Im Unterschied zum klassischen Heilfasten – bei dem für einen Zeitraum von einigen Tagen oder Wochen auf feste Nahrung verzichtet wird –, wird seit einiger Zeit außerdem das so genannte Intervallfasten propagiert, bei dem nur einige Stunden oder einzelne Tage gefastet wird. Längere Pausen zwischen den Mahlzeiten können dem Körper guttun und ein besseres Gefühl für Hunger und Sättigung vermitteln. Ein bereits gestörtes Essverhalten kann durch radikales Fasten allerdings – ähnlich wie bei einer Diät – ins Gegenteil umschlagen oder unkontrollierte Heißhungerattacken auslösen. Daher stellt sich beim Fasten immer die Frage nach der Motivation: Es kann als Zeit der geistigen und körperlichen Selbstbesinnung dienen – unter Umständen aber auch dafür, Abnehmwünsche zu erfüllen, Tendenzen zu einer Essstörung zu verschleiern und diese damit im schlimmsten Fall noch verstärken.

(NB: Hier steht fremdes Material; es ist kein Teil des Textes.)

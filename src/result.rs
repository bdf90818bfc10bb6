use ndarray::{Array1, Array2};

use crate::scalars::{LayerScalars, Scalars};
use crate::stack::EffectiveStack;

/// Derived arrays of one effective layer. Every field exists from the start and
/// stays empty until the stage computing it has run.
#[derive(Debug, Clone, Default, PartialEq)]
pub struct LayerResult {
    pub name: String,
    pub parent: String,
    /// Specular |E|²·n, depth x wavelength.
    pub specular: Array2<f64>,
    /// Diffuse intensity, depth x wavelength.
    pub diffuse: Array2<f64>,
    /// Total intensity, specular plus diffuse.
    pub intensity: Array2<f64>,
    /// Absorbed intensity α·|E|², depth x wavelength.
    pub absorbed: Array2<f64>,
    /// Absorbed intensity integrated over depth, per wavelength.
    pub absorption: Array1<f64>,
    /// Absorbed intensity weighted by the collection profile.
    pub collected: Array2<f64>,
    pub collection: Array1<f64>,
    /// Generation rate per depth and wavelength (cm⁻³ s⁻¹ nm⁻¹).
    pub generation: Array2<f64>,
    /// Generation rate per depth (cm⁻³ s⁻¹).
    pub generation_profile: Array1<f64>,
    pub collected_generation: Array2<f64>,
    pub collected_generation_profile: Array1<f64>,
}

/// Spectra of the whole stack.
#[derive(Debug, Clone, Default, PartialEq)]
pub struct StackSpectra {
    pub reflection: Array1<f64>,
    pub transmission: Array1<f64>,
    pub absorption: Array1<f64>,
    pub reflection_specular: Array1<f64>,
    pub transmission_specular: Array1<f64>,
    pub reflection_diffuse: Option<Array1<f64>>,
    pub transmission_diffuse: Option<Array1<f64>>,
    pub eqe: Option<Array1<f64>>,
    pub iqe: Option<Array1<f64>>,
}

/// Ellipsometric angles in degrees.
#[derive(Debug, Clone, PartialEq)]
pub struct Ellipsometry {
    pub psi: Array1<f64>,
    pub delta: Array1<f64>,
}

/// Single-pass attenuation results.
#[derive(Debug, Clone, PartialEq)]
pub struct LambertBeer {
    /// Intensity per effective layer, depth x wavelength.
    pub intensity: Vec<Array2<f64>>,
    pub absorption: Array1<f64>,
    pub eqe: Array1<f64>,
    /// Spectral mean absorbance in percent.
    pub absorbance: f64,
    /// Absorbed photocurrent in mA/cm².
    pub absorbance_current: f64,
    /// Collected generation profile over the global depth (cm⁻³ s⁻¹).
    pub collected_generation_profile: Array1<f64>,
    pub layers: Vec<LayerScalars>,
}

/// Everything computed for one stack.
#[derive(Debug, Clone, PartialEq)]
pub struct OpticsResult {
    pub wavelength: Array1<f64>,
    /// Depth of every node from the stack top, in layer order.
    pub depth: Array1<f64>,
    pub spectra: StackSpectra,
    pub layers: Vec<LayerResult>,
    /// Absorption and collection spectra per user layer.
    pub layer_absorption: Vec<(String, Array1<f64>)>,
    pub layer_collection: Vec<(String, Array1<f64>)>,
    pub layer_scalars: Vec<LayerScalars>,
    pub ellipsometry: Option<Ellipsometry>,
    pub lambert_beer: Option<LambertBeer>,
    pub diffuse_iterations: Option<usize>,
    pub scalars: Scalars,
}

impl OpticsResult {
    /// Creates an empty result shaped after `stack`.
    pub fn new_empty(stack: &EffectiveStack) -> Self {
        let layers = stack
            .layers
            .iter()
            .map(|l| LayerResult {
                name: l.name.clone(),
                parent: l.parent.clone(),
                ..Default::default()
            })
            .collect();
        Self {
            wavelength: stack.wavelength.clone(),
            depth: stack.global_depth(),
            spectra: StackSpectra::default(),
            layers,
            layer_absorption: Vec::new(),
            layer_collection: Vec::new(),
            layer_scalars: Vec::new(),
            ellipsometry: None,
            lambert_beer: None,
            diffuse_iterations: None,
            scalars: Scalars::default(),
        }
    }

    /// Concatenates a per-layer depth profile over the whole stack.
    pub fn stack_profile(&self, profile: impl Fn(&LayerResult) -> &Array1<f64>) -> Array1<f64> {
        Array1::from_iter(self.layers.iter().flat_map(|l| profile(l).iter().copied()))
    }
}
//! Illumination spectrum and photon current.

use log::info;
use ndarray::Array1;
use std::path::Path;

use crate::config::{ELEMENTARY_CHARGE, FLAT_SPECTRAL_IRRADIANCE, PLANCK, SPEED_OF_LIGHT};
use crate::errors::{Result, StackError};
use crate::helpers::{interp_clamped, sort_by_abscissa, trapz};
use crate::material::read_two_columns;

#[cfg(test)]
mod tests {
    use super::*;

    #[test]
    fn binned_power_converted_to_per_nm() {
        let grid = Array1::from(vec![400.0, 500.0, 600.0]);
        // 10 nm bins of 5 W/m² each
        let spectrum = Spectrum::from_samples(
            &[400.0, 410.0, 500.0, 590.0, 600.0],
            &[5.0, 5.0, 5.0, 5.0, 5.0],
            &grid,
            1.0,
        )
        .unwrap();
        assert!((spectrum.irradiance[0] - 0.5).abs() < 1e-12);
        assert!((spectrum.irradiance[2] - 0.5).abs() < 1e-12);
        assert!((spectrum.illumination - 25.0).abs() < 1e-12);
    }

    #[test]
    fn photon_current_of_flat_spectrum() {
        let grid = Array1::from(vec![500.0, 600.0]);
        let spectrum = Spectrum::flat(&grid, 1.0);
        let expected = 500.0 * 1e-9 / (PLANCK * SPEED_OF_LIGHT) * ELEMENTARY_CHARGE * 0.1;
        assert!((spectrum.photon_current[0] - expected).abs() < 1e-12 * expected);
        assert!(spectrum.jmax > 0.0);
    }

    #[test]
    fn intensity_scale_applies_to_current() {
        let grid = Array1::from(vec![500.0, 600.0]);
        let full = Spectrum::flat(&grid, 1.0);
        let half = Spectrum::flat(&grid, 0.5);
        assert!((half.jmax - 0.5 * full.jmax).abs() < 1e-12);
        assert!((half.illumination - 0.5 * full.illumination).abs() < 1e-12);
    }

    #[test]
    fn single_row_rejected() {
        let grid = Array1::from(vec![500.0]);
        assert!(Spectrum::from_samples(&[500.0], &[1.0], &grid, 1.0).is_err());
    }
}

/// Illumination on the master grid.
#[derive(Debug, Clone)]
pub struct Spectrum {
    /// Spectral irradiance in W m⁻² nm⁻¹, scaled by the intensity setting.
    pub irradiance: Array1<f64>,
    /// Photon current density in mA cm⁻² nm⁻¹.
    pub photon_current: Array1<f64>,
    /// Maximum photocurrent ∫ photon current dλ in mA cm⁻².
    pub jmax: f64,
    /// Total illumination in W m⁻².
    pub illumination: f64,
}

impl Spectrum {
    /// Flat spectrum of [`FLAT_SPECTRAL_IRRADIANCE`] over the grid.
    pub fn flat(grid: &Array1<f64>, scale: f64) -> Self {
        let irradiance = Array1::from_elem(grid.len(), FLAT_SPECTRAL_IRRADIANCE * scale);
        let illumination = match grid.len() {
            0 | 1 => irradiance.sum(),
            _ => trapz(irradiance.view(), grid.view()),
        };
        Self::with_irradiance(irradiance, grid, illumination)
    }

    /// Loads a two-column file of wavelength (nm) and power per bin.
    pub fn from_file(path: &Path, grid: &Array1<f64>, scale: f64) -> Result<Self> {
        info!("loading spectrum {}", path.display());
        let (wavelength, power) = read_two_columns(path, "illumination spectrum")?;
        Self::from_samples(&wavelength, &power, grid, scale)
            .map_err(|e| StackError::load_file("illumination spectrum", path, e.to_string()))
    }

    /// Builds the spectrum from binned power samples.
    pub fn from_samples(wavelength: &[f64], power: &[f64], grid: &Array1<f64>, scale: f64) -> Result<Self> {
        if wavelength.len() < 2 {
            return Err(StackError::load("illumination spectrum", "fewer than two rows"));
        }
        let (wavelength, power) = sort_by_abscissa(wavelength.to_vec(), power.to_vec());
        let last = wavelength.len() - 1;
        let per_nm: Vec<f64> = (0..=last)
            .map(|i| {
                let width = match i {
                    0 => wavelength[1] - wavelength[0],
                    i if i == last => wavelength[last] - wavelength[last - 1],
                    i => (wavelength[i + 1] - wavelength[i - 1]) / 2.0,
                };
                power[i] / width
            })
            .collect();
        if per_nm.iter().any(|p| !p.is_finite()) {
            return Err(StackError::load("illumination spectrum", "duplicate wavelengths"));
        }
        let irradiance = grid.mapv(|w| interp_clamped(w, &wavelength, &per_nm) * scale);
        let illumination = power.iter().sum::<f64>() * scale;
        Ok(Self::with_irradiance(irradiance, grid, illumination))
    }

    fn with_irradiance(irradiance: Array1<f64>, grid: &Array1<f64>, illumination: f64) -> Self {
        // photons per m² s nm, times q, A/m² to mA/cm²
        let photon_current = grid * &irradiance * 1e-9 / (PLANCK * SPEED_OF_LIGHT) * ELEMENTARY_CHARGE * 0.1;
        let jmax = trapz(photon_current.view(), grid.view());
        info!("illumination {illumination:.4} W/m², Jmax {jmax:.4} mA/cm²");
        Self {
            irradiance,
            photon_current,
            jmax,
            illumination,
        }
    }
}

Lebensmittelunverträglichkeiten

Der Begriff der Lebensmittelunverträglichkeiten umfasst Allergien (z. B. gegen Erdnüsse), Intoleranzen (wie bei Laktose oder Gluten), aber auch Überempfindlichkeitsreaktionen, etwa gegenüber bestimmten Zusatzstoffen. Diese Reaktionen werden in der öffentlichen Wahrnehmung oft vermischt oder verwechselt. Zum Vergleich: Etwa 20 Prozent der Erwachsenen in den Industrieländern berichten über Unverträglichkeitsreaktionen, Lebensmittelallergien treten aber nur bei 1 bis 5 Prozent auf.71

Die Häufigkeit von Unverträglichkeiten und Allergien nimmt weltweit zu. Laut der Deutschen Zöliakie Gesellschaft e. V. ging man bis vor einigen Jahren davon aus, dass im Durchschnitt etwa einer von 1000 bis 2000 Deutschen von Zöliakie (einer Entzündung des Darms durch das in manchen Getreidesorten enthaltene Klebereiweiß Gluten) betroffen ist, neuere Untersuchungen zeigen, dass die Häufigkeit tatsächlich etwa bei 1:100 liegt. Allerdings liegt dabei nur bei 10 bis 20 Prozent der Betroffenen das Vollbild einer Zöliakie vor.72

Immer wieder allerdings nehmen Menschen nur an, dass sie an einer Unverträglichkeit leiden – etwa weil sie diffuse Symptome nach dem Essen oder Verdauungsbeschwerden wahrnehmen. Sie kaufen daher vorsorglich gluten- oder laktosefreie Produkte, weil sie diese für generell gesünder und besser halten. Auch aus diesem Grund stellen Lebensmittel, die auf bestimmte Inhaltsstoffe verzichten, einen Wachstumsmarkt dar: Die weltweit größte Ernährungsmesse Anuga erklärte „Frei von …“ zum Trendthema und zur stärksten Marktkategorie 2019. Bereits ein Jahr zuvor trug fast ein Viertel aller neu eingeführten Lebensmittel einen entsprechenden Hinweis.73

Während allergenfreie Produkte für Menschen mit nachgewiesenen Allergien natürlich existenziell sind, ist es gesundheitlich unsinnig, die Ernährung ohne eine klare medizinische Diagnose umzustellen. Gleichzeitig belastet es den Geldbeutel, denn die Spezialprodukte sind in der Regel deutlich teurer.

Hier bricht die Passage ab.